Say how many lines of the material include "seen". Give the number without any other text.

* * * * *

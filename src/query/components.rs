//! Component Aggregator.
//!
//! Two views over the `dice_BuildingObject`s a main building owns:
//! the per-building denormalized list behind `/building`, and the
//! by-name lookup behind `/component-info`.

use std::collections::HashSet;

use tracing::debug;

use crate::model::{Direction, Node, NodeId, PropertyMap, Value};
use crate::response::{ComponentInfo, ComponentSummary};
use crate::storage::StorageBackend;
use crate::Result;
use super::fields::FieldSelector;
use super::resolver;
use super::schema;

const WIDTH: &str = "width_mm";
const HEIGHT: &str = "height_mm";
const LENGTH: &str = "length_mm";

/// Components of one main building plus the two derived lists.
#[derive(Debug, Clone, Default, PartialEq)]
pub struct ComponentAggregate {
    /// Full per-component records.
    pub info: Vec<ComponentSummary>,
    /// Display names, in `info` order.
    pub names: Vec<Option<String>>,
    /// Every component's materials concatenated, not de-duplicated.
    pub materials: Vec<Option<String>>,
}

impl ComponentAggregate {
    pub fn from_summaries(info: Vec<ComponentSummary>) -> Self {
        let names = info.iter().map(|c| c.name.clone()).collect();
        let materials = info.iter().flat_map(|c| c.materials.iter().cloned()).collect();
        Self { info, names, materials }
    }
}

fn dedup_nodes(nodes: Vec<Node>) -> Vec<Node> {
    let mut seen = HashSet::new();
    nodes.into_iter().filter(|n| seen.insert(n.id)).collect()
}

/// Components owned by `main`: distinct `dicer_hasPart` targets, edge order.
pub async fn owned_components<B: StorageBackend>(
    backend: &B,
    tx: &B::Tx,
    main: &Node,
) -> Result<Vec<Node>> {
    let parts = backend
        .neighbors(tx, main.id, Direction::Outgoing, &[schema::HAS_PART], Some(schema::BUILDING_OBJECT))
        .await?;
    Ok(dedup_nodes(parts))
}

/// Material nodes linked to a component, one per `hasMaterial` edge.
async fn material_nodes<B: StorageBackend>(
    backend: &B,
    tx: &B::Tx,
    component: NodeId,
) -> Result<Vec<Node>> {
    backend
        .neighbors(tx, component, Direction::Outgoing, &[schema::HAS_MATERIAL], Some(schema::MATERIAL))
        .await
}

/// One display name per material; `None` when it has no `name`/`id`/`uuid`.
fn material_names(materials: &[Node]) -> Vec<Option<String>> {
    materials.iter().map(schema::entity_name).collect()
}

/// Aggregate every component of `main`. Materials keep one entry per
/// edge, so a material linked twice is listed twice.
pub async fn aggregate<B: StorageBackend>(
    backend: &B,
    tx: &B::Tx,
    main: &Node,
) -> Result<ComponentAggregate> {
    let mut info = Vec::new();
    for component in owned_components(backend, tx, main).await? {
        let materials = material_nodes(backend, tx, component.id).await?;
        info.push(ComponentSummary {
            name: schema::entity_name(&component),
            number: schema::component_count(&component),
            materials: material_names(&materials),
            width_mm: component.get_or_null(WIDTH),
            height_mm: component.get_or_null(HEIGHT),
            length_mm: component.get_or_null(LENGTH),
        });
    }
    debug!(main = %main.id, components = info.len(), "aggregated components");
    Ok(ComponentAggregate::from_summaries(info))
}

/// Categories attached to a component over any of the equivalent edge
/// kinds, either direction, distinct. Unnamed ones carry `None`.
async fn component_categories<B: StorageBackend>(
    backend: &B,
    tx: &B::Tx,
    component: NodeId,
) -> Result<Vec<(Option<String>, PropertyMap)>> {
    let categories = backend
        .neighbors(tx, component, Direction::Both, &schema::COMPONENT_CATEGORY_EDGES, Some(schema::CATEGORY))
        .await?;
    Ok(dedup_nodes(categories)
        .into_iter()
        .map(|c| (c.get(schema::NAME).and_then(Value::as_label), c.properties))
        .collect())
}

/// `{name, ...selected}` per named category; empty when nothing is selected.
pub fn category_props(
    categories: &[(Option<String>, PropertyMap)],
    selector: &FieldSelector,
) -> Vec<PropertyMap> {
    if selector.is_empty() {
        return Vec::new();
    }
    categories
        .iter()
        .filter_map(|(name, props)| {
            let name = name.as_deref().filter(|n| !n.is_empty())?;
            let mut payload = PropertyMap::new();
            payload.insert(schema::NAME.into(), Value::from(name));
            payload.extend(selector.project(props));
            Some(payload)
        })
        .collect()
}

/// Every component whose display name equals `name`, one record per
/// (main building, component) pair, ordered by building name with
/// unnamed buildings last.
pub async fn lookup<B: StorageBackend>(
    backend: &B,
    tx: &B::Tx,
    name: &str,
    selector: &FieldSelector,
) -> Result<Vec<ComponentInfo>> {
    let wanted = Value::from(name);
    let mut seen = HashSet::new();
    let mut rows = Vec::new();

    for component in backend.nodes_by_label(tx, schema::BUILDING_OBJECT).await? {
        if schema::entity_name_value(&component) != Some(&wanted) {
            continue;
        }

        let owners = backend
            .neighbors(tx, component.id, Direction::Incoming, &[schema::HAS_PART], None)
            .await?;

        for owner in dedup_nodes(owners) {
            if !owner.has_any_label(&schema::ADDRESSABLE) {
                continue;
            }
            let main = resolver::main_building(backend, tx, owner).await?.main;
            if !seen.insert((main.id, component.id)) {
                continue;
            }

            let materials = dedup_nodes(material_nodes(backend, tx, component.id).await?);
            let categories = component_categories(backend, tx, component.id).await?;

            rows.push(ComponentInfo {
                building: schema::building_name(&main),
                building_id: main.get_or_null(schema::BUILDING_ID),
                osm_id: main.get_or_null(schema::OSM_ID),
                number: schema::component_count(&component),
                materials: material_names(&materials),
                categories: categories.iter().map(|(n, _)| n.clone()).collect(),
                category_props: category_props(&categories, selector),
                width_mm: component.get_or_null(WIDTH),
                length_mm: component.get_or_null(LENGTH),
                height_mm: component.get_or_null(HEIGHT),
            });
        }
    }

    // Stable: rows under the same building keep scan order.
    rows.sort_by(|a, b| match (&a.building, &b.building) {
        (Some(x), Some(y)) => x.cmp(y),
        (Some(_), None) => std::cmp::Ordering::Less,
        (None, Some(_)) => std::cmp::Ordering::Greater,
        (None, None) => std::cmp::Ordering::Equal,
    });

    debug!(name, rows = rows.len(), "component lookup");
    Ok(rows)
}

* * * * *

Task output: 4